Environmental Toxicants Contribute to Obesity and Metabolic Diseases

Environmental Toxicants Contribute to Obesity and Metabolic Diseases

In a recent study published in the Current Opinion in Pharmacology journal, researchers evaluated the impact of environmental toxicants and brown adipose tissue (BAT) on obesity and metabolic disorders.

Obesity is the result of increased energy intake compared to energy expenditure, which in turn results in increased adiposity. The caloric gap to prevent weight gain in various populations is only 8.2 to 61.2 kcal/day. A sedentary lifestyle and excessive energy intake may not fully explain the increasing prevalence of global obesity and accompanying metabolic diseases, despite the robustness with which energy balance is regulated. It is interesting to note that many other species also seem to be developing obesity in addition to humans. These findings imply that other factors may also contribute to obesity, in addition to the increased availability of high-calorie foods and decreased mobility caused by technological advances.

Study: Environmental Toxicants, Brown Adipose Tissue, and Potential Links to Obesity and Metabolic Diseases.  Image Credit: Suzanne Tucker / ShutterstockTo study: Environmental Toxicants, Brown Adipose Tissue, and Possible Links to Obesity and Metabolic Diseases. Image Credit: Suzanne Tucker / Shutterstock

BAT and thermogenesis and obesity prevention

The main site for the accumulation of lipophilic environmental compounds is adipose tissue. BAT and white adipose tissue (WAT) are two different forms of adipose tissue. Only eutherian mammals have BAT, which, unlike WAT, has a thermogenic function that gives animals an evolutionary advantage in the cold.

The thermogenic activities carried out by active BAT per gram of tissue oxidize plasma triglycerides and glucose at a relatively high rate. However, it should be noted that during cold exposure, skeletal muscle-based thermogenesis contributes significantly more to energy expenditure due to its large volume. Four weeks of cold acclimation is sufficient for adults to increase BAT thermogenesis and decrease skeletal muscle shivering. This highlights the potential importance of BAT in relation to whole body energy expenditure. In contrast, inhibition of adipose tissue lipolysis decreases BAT thermogenesis and promotes muscle shivering.

Studies suggest that uncoupling protein 1 (UCP1) and BAT also promote energy expenditure in humans, independent of cold exposure, by increasing diet-induced thermogenesis (DIT). DIT represents 5% to 15% of daily energy expenditure, depending on the composition and amount of food consumed. Additionally, one study showed that consuming a meal rapidly increased blood flow and oxygen consumption in BAT. As a result, DIT thermogenesis could play an important role in the daily energy expenditure of humans when in thermoneutral environments. Therefore, the inhibition of this process could be related to obesity and metabolic disorders.

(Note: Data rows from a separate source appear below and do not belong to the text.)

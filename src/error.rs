//! Error types for the habit strength engine
//!
//! The core computations (normalize, step, recalculate, history) never fail.
//! Errors only arise at the boundaries: parsing records, loading config, and
//! validating caller input.

use thiserror::Error;

/// Errors that can occur at the engine's input boundaries
#[derive(Debug, Error)]
pub enum StrengthError {
    #[error("Invalid JSON: {0}")]
    JsonError(#[from] serde_json::Error),

    #[error("Date parse error: {0}")]
    DateParseError(String),

    #[error("Invalid smoothing period: {0} (must be a finite positive number)")]
    InvalidPeriod(f64),
}

/// Contract violations found by [`crate::types::HabitRecord::validate`]
#[derive(Debug, Clone, PartialEq, Error)]
pub enum ValidationError {
    #[error("completion on {date} is not a finite number")]
    NonFiniteCompletion { date: String },

    #[error("target value {0} is negative")]
    NegativeTarget(f64),

    #[error("target value is not a finite number")]
    NonFiniteTarget,

    #[error("strength {0} is outside 0-100")]
    StrengthOutOfRange(u8),

    #[error("strength baseline is not a finite number")]
    NonFiniteBaseline,

    #[error("last strength update {last} is after today ({today})")]
    CheckpointInFuture { last: String, today: String },
}
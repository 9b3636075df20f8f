//! Day-by-day replay
//!
//! The one loop every strength computation goes through. The full and
//! incremental recalculation paths and the history trace all advance the
//! running value with [`Replay::advance`], so they cannot drift apart.

use crate::ema::step;
use crate::normalizer::CompletionNormalizer;
use crate::observer::{DayOutcome, StrengthObserver};
use crate::types::HabitRecord;
use chrono::NaiveDate;

/// First day of a habit's history: the earlier of its creation day and the
/// first day carrying a truthy completion or a freeze marker.
pub fn walk_start(habit: &HabitRecord) -> NaiveDate {
    let created = habit.created_day();
    let first_completion = habit
        .completions
        .iter()
        .find(|(_, entry)| entry.is_truthy())
        .map(|(date, _)| *date);
    let first_freeze = habit
        .skipped
        .iter()
        .find(|(_, frozen)| **frozen)
        .map(|(date, _)| *date);

    [first_completion, first_freeze]
        .into_iter()
        .flatten()
        .fold(created, NaiveDate::min)
}

/// Every calendar day from `from` through `to` inclusive. Empty if `from > to`.
pub fn days(from: NaiveDate, to: NaiveDate) -> impl Iterator<Item = NaiveDate> {
    from.iter_days().take_while(move |date| *date <= to)
}

/// Replays a habit's days through normalize + step
pub struct Replay<'a> {
    habit: &'a HabitRecord,
    period: f64,
    observer: &'a dyn StrengthObserver,
}

impl<'a> Replay<'a> {
    pub fn new(habit: &'a HabitRecord, period: f64, observer: &'a dyn StrengthObserver) -> Self {
        Self {
            habit,
            period,
            observer,
        }
    }

    /// Process one day starting from `strength`
    pub fn advance(&self, strength: f64, date: NaiveDate) -> DayOutcome {
        let outcome = if self.habit.is_frozen(date) {
            DayOutcome::Frozen { strength }
        } else {
            let completion = CompletionNormalizer::normalize(self.habit, date);
            DayOutcome::Stepped {
                completion,
                strength: step(strength, completion, self.period),
            }
        };
        self.observer.on_day(date, outcome);
        outcome
    }

    /// Walk `from..=to` starting at `start`, handing each day to `visit`
    /// together with the value it started from. Returns the final value.
    pub fn run<F>(&self, from: NaiveDate, to: NaiveDate, start: f64, mut visit: F) -> f64
    where
        F: FnMut(NaiveDate, f64, DayOutcome),
    {
        let mut strength = start;
        for date in days(from, to) {
            let outcome = self.advance(strength, date);
            visit(date, strength, outcome);
            strength = outcome.strength();
        }
        strength
    }
}
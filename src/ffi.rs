//! FFI bindings for Habit Strength
//!
//! This module provides C-compatible functions for calling the engine from
//! other languages. Habits travel as JSON in the storage schema. All functions
//! use C strings (null-terminated) and return allocated memory that must be
//! freed by the caller using `strength_free_string`.

use std::cell::RefCell;
use std::ffi::{CStr, CString};
use std::os::raw::c_char;
use std::ptr;

use chrono::NaiveDate;

use crate::config::StrengthConfig;
use crate::engine::StrengthEngine;
use crate::error::StrengthError;
use crate::types::{parse_day, HabitRecord};

// Thread-local storage for the last error message
thread_local! {
    static LAST_ERROR: RefCell<Option<CString>> = const { RefCell::new(None) };
}

/// Set the last error message
fn set_last_error(msg: &str) {
    LAST_ERROR.with(|e| {
        *e.borrow_mut() = CString::new(msg).ok();
    });
}

/// Clear the last error message
fn clear_last_error() {
    LAST_ERROR.with(|e| {
        *e.borrow_mut() = None;
    });
}

/// Helper to convert C string to Rust string
unsafe fn cstr_to_string(ptr: *const c_char) -> Option<String> {
    if ptr.is_null() {
        return None;
    }
    CStr::from_ptr(ptr).to_str().ok().map(|s| s.to_string())
}

/// Helper to convert Rust string to C string (caller must free)
fn string_to_cstr(s: &str) -> *mut c_char {
    match CString::new(s) {
        Ok(cstr) => cstr.into_raw(),
        Err(_) => ptr::null_mut(),
    }
}

/// Parse an optional `YYYY-MM-DD` argument; NULL means absent
unsafe fn optional_day(ptr: *const c_char, name: &str) -> Result<Option<NaiveDate>, String> {
    if ptr.is_null() {
        return Ok(None);
    }
    let raw = cstr_to_string(ptr).ok_or_else(|| format!("Invalid {name} string pointer"))?;
    parse_day(&raw).map(Some).map_err(|e| e.to_string())
}

/// Engine for a caller-supplied period; non-positive means the default
fn engine_for(period: f64) -> Result<StrengthEngine, StrengthError> {
    if period <= 0.0 {
        Ok(StrengthEngine::new())
    } else {
        StrengthEngine::with_config(StrengthConfig { period })
    }
}

/// Shared argument handling for the JSON-returning entry points
unsafe fn run_json_call<F>(habit_json: *const c_char, today: *const c_char, call: F) -> *mut c_char
where
    F: FnOnce(&str, NaiveDate) -> Result<String, StrengthError>,
{
    clear_last_error();

    let json_str = match cstr_to_string(habit_json) {
        Some(s) => s,
        None => {
            set_last_error("Invalid JSON string pointer");
            return ptr::null_mut();
        }
    };

    let today = match optional_day(today, "today") {
        Ok(day) => day.unwrap_or_else(StrengthEngine::today),
        Err(msg) => {
            set_last_error(&msg);
            return ptr::null_mut();
        }
    };

    match call(&json_str, today) {
        Ok(result) => string_to_cstr(&result),
        Err(e) => {
            set_last_error(&e.to_string());
            ptr::null_mut()
        }
    }
}

// ============================================================================
// Strength API
// ============================================================================

/// Recalculate a habit after an edit and return the updated habit JSON.
///
/// # Safety
/// - `habit_json` must be a valid null-terminated C string.
/// - `changed_date` and `today` are `YYYY-MM-DD` C strings or NULL. NULL
///   `changed_date` means a new-day event; NULL `today` uses the local date.
/// - `period <= 0` selects the default smoothing period.
/// - Returns a newly allocated string that must be freed with `strength_free_string`.
/// - Returns NULL on error; call `strength_last_error` to get the error message.
#[no_mangle]
pub unsafe extern "C" fn strength_recalculate(
    habit_json: *const c_char,
    changed_date: *const c_char,
    today: *const c_char,
    period: f64,
) -> *mut c_char {
    clear_last_error();

    let changed = match optional_day(changed_date, "changed_date") {
        Ok(day) => day,
        Err(msg) => {
            set_last_error(&msg);
            return ptr::null_mut();
        }
    };

    run_json_call(habit_json, today, |json, today| {
        engine_for(period)?.recalculate_json(json, changed, today)
    })
}

/// Reconstruct a habit's strength history as a JSON array.
///
/// # Safety
/// - `habit_json` must be a valid null-terminated C string.
/// - `today` is a `YYYY-MM-DD` C string, or NULL for the local date.
/// - Returns a newly allocated string that must be freed with `strength_free_string`.
/// - Returns NULL on error; call `strength_last_error` to get the error message.
#[no_mangle]
pub unsafe extern "C" fn strength_history(
    habit_json: *const c_char,
    today: *const c_char,
    period: f64,
) -> *mut c_char {
    run_json_call(habit_json, today, |json, today| {
        engine_for(period)?.history_json(json, today)
    })
}

/// Recalculate every habit in a JSON array for a new-day event.
///
/// # Safety
/// - `habits_json` must be a valid null-terminated C string holding a JSON array.
/// - `today` is a `YYYY-MM-DD` C string, or NULL for the local date.
/// - Returns a newly allocated string that must be freed with `strength_free_string`.
/// - Returns NULL on error; call `strength_last_error` to get the error message.
#[no_mangle]
pub unsafe extern "C" fn strength_rollover(
    habits_json: *const c_char,
    today: *const c_char,
    period: f64,
) -> *mut c_char {
    run_json_call(habits_json, today, |json, today| {
        let habits: Vec<HabitRecord> = serde_json::from_str(json)?;
        let rolled = engine_for(period)?.rollover(&habits, today);
        Ok(serde_json::to_string(&rolled)?)
    })
}

/// Completion value (0-100) of a habit on one day.
///
/// # Safety
/// - `habit_json` and `date` must be valid null-terminated C strings.
/// - Returns a negative value on error; call `strength_last_error` for details.
#[no_mangle]
pub unsafe extern "C" fn strength_normalize(habit_json: *const c_char, date: *const c_char) -> f64 {
    clear_last_error();

    let json_str = match cstr_to_string(habit_json) {
        Some(s) => s,
        None => {
            set_last_error("Invalid JSON string pointer");
            return -1.0;
        }
    };

    let date = match optional_day(date, "date") {
        Ok(Some(day)) => day,
        Ok(None) => {
            set_last_error("Missing date");
            return -1.0;
        }
        Err(msg) => {
            set_last_error(&msg);
            return -1.0;
        }
    };

    match HabitRecord::from_json(&json_str) {
        Ok(habit) => StrengthEngine::new().normalize(&habit, date),
        Err(e) => {
            set_last_error(&e.to_string());
            -1.0
        }
    }
}

// ============================================================================
// Memory Management
// ============================================================================

/// Free a string returned by Habit Strength functions.
///
/// # Safety
/// - `ptr` must be a valid pointer returned by a Habit Strength function, or NULL.
/// - After calling this function, the pointer is invalid.
#[no_mangle]
pub unsafe extern "C" fn strength_free_string(ptr: *mut c_char) {
    if !ptr.is_null() {
        drop(CString::from_raw(ptr));
    }
}

// ============================================================================
// Error Handling
// ============================================================================

/// Get the last error message.
///
/// # Safety
/// - Returns a pointer to a thread-local error string.
/// - The returned pointer is valid until the next Habit Strength call on this thread.
/// - Do NOT free the returned pointer.
/// - Returns NULL if no error occurred.
#[no_mangle]
pub unsafe extern "C" fn strength_last_error() -> *const c_char {
    LAST_ERROR.with(|e| match &*e.borrow() {
        Some(cstr) => cstr.as_ptr(),
        None => ptr::null(),
    })
}

// ============================================================================
// Version Information
// ============================================================================

/// Get the library version.
///
/// # Safety
/// - Returns a pointer to a static string. Do NOT free.
#[no_mangle]
pub unsafe extern "C" fn strength_version() -> *const c_char {
    static VERSION: &[u8] = concat!(env!("CARGO_PKG_VERSION"), "\0").as_bytes();
    VERSION.as_ptr() as *const c_char
}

Chlorpyrifos pesticide inhibits diet-induced thermogenesis in BAT

The team examined brown adipocytes expressing the luciferase-associated UCP1 promoter to identify environmental contaminants that could directly decrease BAT function. A total of 34 widely used pesticides were examined, including food packaging substances, herbicides and food dyes that shared structural similarities with serotonin, a substance that inhibited BAT thermogenesis. The team found that UCP1 promoter activity and protein and messenger ribonucleic acid (mRNA) expression were dramatically reduced in the presence of chlorpyrifos (CPF) at doses as low as 1 pM. CPF, an organophosphate insecticide, is frequently applied to various field crops and fruits to control pests.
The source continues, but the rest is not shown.